→ **Exercise instructions**: This exercise calls for every line of the data below with the string "LoadHook" in it.

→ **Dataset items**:
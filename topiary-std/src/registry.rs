//! # Default hub registry
//!
//! Applications are encouraged to construct a [`Hub`] and pass it around.
//! For code that cannot, a [`HubRegistry`] holds a *default* hub:
//!
//! - [`HubRegistry::current`] returns the default, creating it on first use,
//! - [`HubRegistry::replace`] swaps it for another hub (or resets it),
//! - [`HubRegistry::on_load`] registers observers that run whenever a hub
//!   becomes the default.
//!
//! The hub held by a registry is *primary* ([`Hub::is_primary`]); replacing
//! it clears the flag on the old hub. Observers run once per `false → true`
//! transition, outside any registry lock, so they may use the registry.
//!
//! One process-wide registry is available through [`global`] and the free
//! functions of this module. It is initialised on first use.

use crate::{hub::Hub, subscription::Subscription};
use lazy_static::lazy_static;
use parking_lot::{Mutex, RwLock};
use std::{fmt, sync::Arc};
use topiary_core::{Context, Delivery, Handler, IntoOutcome};

/// Observer run when a hub becomes the default.
pub type LoadHook = Arc<dyn Fn(&Arc<Hub>) + Send + Sync>;

/// Holder of a default [`Hub`].
#[derive(Default)]
pub struct HubRegistry {
    current: RwLock<Option<Arc<Hub>>>,
    hooks: Mutex<Vec<LoadHook>>,
}

impl HubRegistry {
    /// Create an empty registry.
    pub fn new() -> Self {
        Self::default()
    }

    /// The default hub, created (and marked primary) on first use.
    pub fn current(&self) -> Arc<Hub> {
        if let Some(hub) = self.current.read().as_ref() {
            return hub.clone();
        }

        let (hub, hooks) = {
            let mut slot = self.current.write();
            if let Some(hub) = slot.as_ref() {
                return hub.clone();
            }
            let hub = Arc::new(Hub::new());
            hub.set_primary(true);
            *slot = Some(hub.clone());
            (hub, self.hooks.lock().clone())
        };

        self.run_hooks(&hub, hooks);
        hub
    }

    /// The default hub, if one exists. Never creates one.
    pub fn peek(&self) -> Option<Arc<Hub>> {
        self.current.read().clone()
    }

    /// Make `hub` the default, returning the previous one.
    ///
    /// The previous hub loses its primary flag and `hub` gains it; load
    /// hooks run if `hub` was not primary yet. Passing `None` clears the
    /// slot, so the next [`Self::current`] creates a fresh hub. Replacing a
    /// hub with itself changes nothing.
    ///
    /// Flags change while the slot is locked, so concurrent replacements
    /// always leave exactly the stored hub primary. Hooks run after the lock
    /// is released, with the hook list as it was at the transition.
    pub fn replace(&self, hub: Option<Arc<Hub>>) -> Option<Arc<Hub>> {
        let (previous, hooks) = {
            let mut slot = self.current.write();
            let previous = std::mem::replace(&mut *slot, hub.clone());

            let unchanged = match (&previous, &hub) {
                (Some(old), Some(new)) => Arc::ptr_eq(old, new),
                (None, None) => true,
                _ => false,
            };
            if unchanged {
                return previous;
            }

            if let Some(old) = &previous {
                old.set_primary(false);
            }
            let hooks = match &hub {
                Some(new) if new.set_primary(true) => Some(self.hooks.lock().clone()),
                _ => None,
            };
            (previous, hooks)
        };

        if let (Some(new), Some(hooks)) = (&hub, hooks) {
            self.run_hooks(new, hooks);
        }

        previous
    }

    /// Register an observer for hubs becoming the default.
    ///
    /// If a default hub already exists the observer runs immediately
    /// against it. Either way it runs once per transition.
    pub fn on_load<F>(&self, hook: F)
    where
        F: Fn(&Arc<Hub>) + Send + Sync + 'static,
    {
        let hook: LoadHook = Arc::new(hook);

        // Holding the slot keeps transitions out until the hook is listed.
        let existing = {
            let slot = self.current.read();
            self.hooks.lock().push(hook.clone());
            slot.clone()
        };

        if let Some(hub) = existing {
            hook(&hub);
        }
    }

    fn run_hooks(&self, hub: &Arc<Hub>, hooks: Vec<LoadHook>) {
        #[cfg(feature = "tracing")]
        tracing::info!(
            hub = %hub.config().name,
            hooks = hooks.len(),
            "Hub became the default"
        );

        for hook in hooks {
            hook(hub);
        }
    }

    /// [`Hub::subscribe`] on the default hub.
    pub fn subscribe<H: Handler>(&self, path: &str, handler: H) -> Subscription {
        self.current().subscribe(path, handler)
    }

    /// [`Hub::subscribe_fn`] on the default hub.
    pub fn subscribe_fn<F, R>(&self, path: &str, handler: F) -> Subscription
    where
        F: Fn(&Delivery<'_>) -> R + Send + Sync + 'static,
        R: IntoOutcome,
    {
        self.current().subscribe_fn(path, handler)
    }

    /// [`Hub::unsubscribe`] on the default hub.
    pub fn unsubscribe(
        &self,
        subscription: impl Into<Option<Subscription>>,
    ) -> Option<Subscription> {
        self.current().unsubscribe(subscription)
    }

    /// [`Hub::publish`] on the default hub.
    pub fn publish(&self, path: &str, context: Context) -> bool {
        self.current().publish(path, context)
    }
}

impl fmt::Debug for HubRegistry {
    fn fmt(&self, f: &mut fmt::Formatter<'_>) -> fmt::Result {
        f.debug_struct("HubRegistry")
            .field("current", &*self.current.read())
            .field("hooks", &self.hooks.lock().len())
            .finish()
    }
}

lazy_static! {
    static ref GLOBAL: HubRegistry = HubRegistry::new();
}

/// The process-wide registry.
pub fn global() -> &'static HubRegistry {
    &GLOBAL
}

/// The process-wide default hub.
pub fn default_hub() -> Arc<Hub> {
    global().current()
}

/// Replace the process-wide default hub. See [`HubRegistry::replace`].
pub fn set_default_hub(hub: Option<Arc<Hub>>) -> Option<Arc<Hub>> {
    global().replace(hub)
}

/// Observe the process-wide default hub. See [`HubRegistry::on_load`].
pub fn on_load<F>(hook: F)
where
    F: Fn(&Arc<Hub>) + Send + Sync + 'static,
{
    global().on_load(hook)
}

/// Subscribe on the process-wide default hub.
pub fn subscribe<H: Handler>(path: &str, handler: H) -> Subscription {
    global().subscribe(path, handler)
}

/// Subscribe a closure on the process-wide default hub.
pub fn subscribe_fn<F, R>(path: &str, handler: F) -> Subscription
where
    F: Fn(&Delivery<'_>) -> R + Send + Sync + 'static,
    R: IntoOutcome,
{
    global().subscribe_fn(path, handler)
}

/// Unsubscribe from the process-wide default hub.
pub fn unsubscribe(subscription: impl Into<Option<Subscription>>) -> Option<Subscription> {
    global().unsubscribe(subscription)
}

/// Publish on the process-wide default hub.
pub fn publish(path: &str, context: Context) -> bool {
    global().publish(path, context)
}

#[cfg(test)]
mod tests {
    use super::*;
    use std::sync::atomic::{AtomicUsize, Ordering};

    fn counting_hook(registry: &HubRegistry) -> (Arc<AtomicUsize>, Arc<Mutex<Option<Arc<Hub>>>>) {
        let called = Arc::new(AtomicUsize::new(0));
        let found = Arc::new(Mutex::new(None));
        let (c, f) = (called.clone(), found.clone());
        registry.on_load(move |hub| {
            c.fetch_add(1, Ordering::SeqCst);
            *f.lock() = Some(hub.clone());
        });
        (called, found)
    }

    #[test]
    fn test_fresh_hub_is_not_primary() {
        let registry = HubRegistry::new();
        let hub = Arc::new(Hub::new());
        assert!(!hub.is_primary());

        let default = registry.current();
        assert!(!Arc::ptr_eq(&default, &hub));
        assert!(default.is_primary());
    }

    #[test]
    fn test_current_is_stable() {
        let registry = HubRegistry::new();
        assert!(registry.peek().is_none());
        let a = registry.current();
        let b = registry.current();
        assert!(Arc::ptr_eq(&a, &b));
    }

    #[test]
    fn test_load_hook_runs_on_replace() {
        let registry = HubRegistry::new();
        registry.current();
        let (called, found) = counting_hook(&registry);
        // Ran immediately against the existing default.
        assert_eq!(called.load(Ordering::SeqCst), 1);

        called.store(0, Ordering::SeqCst);
        let hub = Arc::new(Hub::new());
        registry.replace(Some(hub.clone()));

        assert_eq!(called.load(Ordering::SeqCst), 1);
        let found = found.lock().clone().unwrap();
        assert!(Arc::ptr_eq(&found, &hub));
    }

    #[test]
    fn test_load_hook_runs_on_lazy_creation() {
        let registry = HubRegistry::new();
        let (called, _) = counting_hook(&registry);
        assert_eq!(called.load(Ordering::SeqCst), 0);

        registry.current();
        registry.current();
        assert_eq!(called.load(Ordering::SeqCst), 1);
    }

    #[test]
    fn test_replace_moves_primary_flag() {
        let registry = HubRegistry::new();
        let old = registry.current();
        assert!(old.is_primary());

        let new = Arc::new(Hub::new());
        let previous = registry.replace(Some(new.clone())).unwrap();

        assert!(Arc::ptr_eq(&previous, &old));
        assert!(!old.is_primary());
        assert!(new.is_primary());
    }

    #[test]
    fn test_replace_with_same_hub_is_noop() {
        let registry = HubRegistry::new();
        let hub = registry.current();
        let (called, _) = counting_hook(&registry);
        called.store(0, Ordering::SeqCst);

        registry.replace(Some(hub.clone()));
        assert!(hub.is_primary());
        assert_eq!(called.load(Ordering::SeqCst), 0);
    }

    #[test]
    fn test_reset_creates_fresh_primary() {
        let registry = HubRegistry::new();
        let old = registry.current();
        registry.replace(None);

        assert!(!old.is_primary());
        assert!(registry.peek().is_none());
        let fresh = registry.current();
        assert!(fresh.is_primary());
        assert!(!Arc::ptr_eq(&old, &fresh));
    }

    #[test]
    fn test_hook_may_use_registry() {
        let registry = Arc::new(HubRegistry::new());
        let inner = Arc::downgrade(&registry);
        registry.on_load(move |_| {
            if let Some(registry) = inner.upgrade() {
                registry.subscribe_fn("loaded", |_| ());
            }
        });

        let hub = registry.current();
        assert_eq!(hub.subscription_count(), 1);
    }

    #[test]
    fn test_delegation() {
        let registry = HubRegistry::new();
        let called = Arc::new(AtomicUsize::new(0));
        let c = called.clone();
        let sub = registry.subscribe_fn("a", move |_| {
            c.fetch_add(1, Ordering::SeqCst);
        });

        assert!(registry.publish("a:b", Context::new()));
        assert_eq!(called.load(Ordering::SeqCst), 1);
        assert_eq!(registry.unsubscribe(sub.clone()), Some(sub));
        registry.publish("a", Context::new());
        assert_eq!(called.load(Ordering::SeqCst), 1);
    }

    #[test]
    fn test_concurrent_replace_leaves_single_primary() {
        for _ in 0..50 {
            let registry = Arc::new(HubRegistry::new());
            let hubs: Vec<_> = (0..8).map(|_| Arc::new(Hub::new())).collect();

            let threads: Vec<_> = hubs
                .iter()
                .cloned()
                .map(|hub| {
                    let registry = registry.clone();
                    std::thread::spawn(move || {
                        for _ in 0..20 {
                            registry.replace(Some(hub.clone()));
                            registry.current();
                        }
                    })
                })
                .collect();
            for thread in threads {
                thread.join().unwrap();
            }

            let default = registry.peek().unwrap();
            assert!(default.is_primary());
            let primaries = hubs.iter().filter(|hub| hub.is_primary()).count();
            assert_eq!(primaries, 1);
        }
    }

    #[test]
    fn test_concurrent_on_load_runs_once_per_transition() {
        for _ in 0..100 {
            let registry = Arc::new(HubRegistry::new());
            let called = Arc::new(AtomicUsize::new(0));

            let creator = {
                let registry = registry.clone();
                std::thread::spawn(move || {
                    registry.current();
                })
            };
            let observer = {
                let registry = registry.clone();
                let called = called.clone();
                std::thread::spawn(move || {
                    registry.on_load(move |_| {
                        called.fetch_add(1, Ordering::SeqCst);
                    });
                })
            };
            creator.join().unwrap();
            observer.join().unwrap();

            assert_eq!(called.load(Ordering::SeqCst), 1);
        }
    }
}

→ **Written reply**:
pub type LoadHook = Arc<dyn Fn(&Arc<Hub>) + Send + Sync>;
    hooks: Mutex<Vec<LoadHook>>,
        let hook: LoadHook = Arc::new(hook);
    fn run_hooks(&self, hub: &Arc<Hub>, hooks: Vec<LoadHook>) {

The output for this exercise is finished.